▶ Data for the task:
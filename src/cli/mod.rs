//! Command-line interface
mod options;

pub use options::{Command, EvalOptions, Options, SearchOptions, TrainOptions};

use crate::agent::{AgentConfig, NavAgent};
use crate::envs::{ToyConfig, ToyWorld};
use crate::error::NavError;
use crate::logging::{ByTime, DisplayLogger, StatsLogger, TensorBoardLogger};
use crate::search::{write_search_results, PathSearch, SearchConfig};
use std::fs::File;
use std::io::BufReader;
use std::path::Path;
use std::sync::Arc;
use tch::Device;

/// Run the command given on the command line.
pub fn run(opts: &Options) -> Result<(), NavError> {
    tch::manual_seed(opts.seed);
    let device = if opts.cpu {
        Device::Cpu
    } else {
        Device::cuda_if_available()
    };
    let mut agent = build_agent(opts, device)?;
    match &opts.command {
        Command::Train(train) => run_train(&mut agent, train),
        Command::Eval(eval) => run_eval(&mut agent, eval),
        Command::Search(search) => run_search(&mut agent, search),
    }
}

fn build_agent(opts: &Options, device: Device) -> Result<NavAgent<ToyWorld>, NavError> {
    let toy: ToyConfig = match &opts.toy {
        Some(path) => serde_json::from_reader(BufReader::new(File::open(path)?))?,
        None => ToyConfig::default(),
    };
    let mut config = match &opts.config {
        Some(path) => AgentConfig::from_json_path(path)?,
        None => AgentConfig::default(),
    };
    // Vocabulary comes from the world
    config.encoder.vocab_size = toy.vocab_size;
    config.encoder.padding_idx = toy.padding_idx;
    config.encoder.separator_token = toy.separator_token;
    log::info!("agent config: {:?}", config);

    let world = ToyWorld::new(toy);
    let stores = Arc::new(world.feature_stores());
    let visual_size = world.config().feature_size;
    NavAgent::new(world, stores, config, visual_size, device)
}

fn run_train(agent: &mut NavAgent<ToyWorld>, opts: &TrainOptions) -> Result<(), NavError> {
    let mut display = DisplayLogger::default();
    match &opts.log_dir {
        Some(dir) => {
            let mut logger = (display, TensorBoardLogger::new(ByTime::default(), dir));
            train_loop(agent, opts, &mut logger)
        }
        None => train_loop(agent, opts, &mut display),
    }
}

fn train_loop<L: StatsLogger>(
    agent: &mut NavAgent<ToyWorld>,
    opts: &TrainOptions,
    logger: &mut L,
) -> Result<(), NavError> {
    let mut epoch = match &opts.checkpoint {
        Some(dir) if dir.join("manifest.json").exists() => {
            let epoch = agent.load(dir)?;
            log::info!("resuming from epoch {}", epoch);
            epoch
        }
        _ => 0,
    };
    let chunk = opts.save_every.max(1);
    let mut remaining = opts.iters;
    while remaining > 0 {
        let n = remaining.min(chunk);
        agent.train(n, opts.feedback, logger)?;
        remaining -= n;
        epoch += n;
        if let Some(dir) = &opts.checkpoint {
            agent.save(epoch, dir)?;
            log::info!("saved epoch {} to {}", epoch, dir.display());
        }
    }
    logger.flush();
    Ok(())
}

fn load_checkpoint(agent: &mut NavAgent<ToyWorld>, dir: Option<&Path>) -> Result<(), NavError> {
    if let Some(dir) = dir {
        let epoch = agent.load(dir)?;
        log::info!("loaded epoch {} from {}", epoch, dir.display());
    }
    Ok(())
}

fn run_eval(agent: &mut NavAgent<ToyWorld>, opts: &EvalOptions) -> Result<(), NavError> {
    load_checkpoint(agent, opts.checkpoint.as_deref())?;
    agent.test(opts.feedback, opts.iters)?;
    let points: usize = agent.results().values().map(Vec::len).sum();
    log::info!(
        "{} trajectories, {:.2} points on average",
        agent.results().len(),
        points as f64 / agent.results().len().max(1) as f64
    );
    if let Some(path) = &opts.results {
        agent.write_results(path)?;
    }
    Ok(())
}

fn run_search(agent: &mut NavAgent<ToyWorld>, opts: &SearchOptions) -> Result<(), NavError> {
    load_checkpoint(agent, opts.checkpoint.as_deref())?;
    let search = PathSearch::new(SearchConfig {
        candidates: opts.candidates,
        max_rounds: opts.max_rounds,
    });
    let results = search.run_epoch(agent, opts.iters)?;
    let paths: usize = results.iter().map(|result| result.paths.len()).sum();
    log::info!(
        "found {} candidate paths for {} instructions",
        paths,
        results.len()
    );
    if let Some(path) = &opts.results {
        write_search_results(path, &results)?;
    }
    Ok(())
}

#[cfg(test)]
mod tests {
    use super::*;
    use crate::agent::Feedback;
    use clap::Parser;

    #[test]
    fn parse_train() {
        let opts =
            Options::try_parse_from(["confignav", "train", "--feedback", "teacher", "--cpu"]).unwrap();
        assert!(opts.cpu);
        match opts.command {
            Command::Train(train) => {
                assert_eq!(train.feedback, Feedback::Teacher);
                assert_eq!(train.iters, 1000);
            }
            command => panic!("unexpected command {:?}", command),
        }
    }

    #[test]
    fn parse_rejects_unknown_feedback() {
        assert!(Options::try_parse_from(["confignav", "eval", "--feedback", "beam"]).is_err());
    }

    #[test]
    fn parse_search() {
        let opts = Options::try_parse_from(["confignav", "search", "--candidates", "3"]).unwrap();
        match opts.command {
            Command::Search(search) => {
                assert_eq!(search.candidates, 3);
                assert_eq!(search.max_rounds, 300);
                assert!(search.results.is_none());
            }
            command => panic!("unexpected command {:?}", command),
        }
    }
}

▶ Work to be completed:
Go through the data above and copy each line that holds the word "stores".

▶ Task result:
    let stores = Arc::new(world.feature_stores());
    NavAgent::new(world, stores, config, visual_size, device)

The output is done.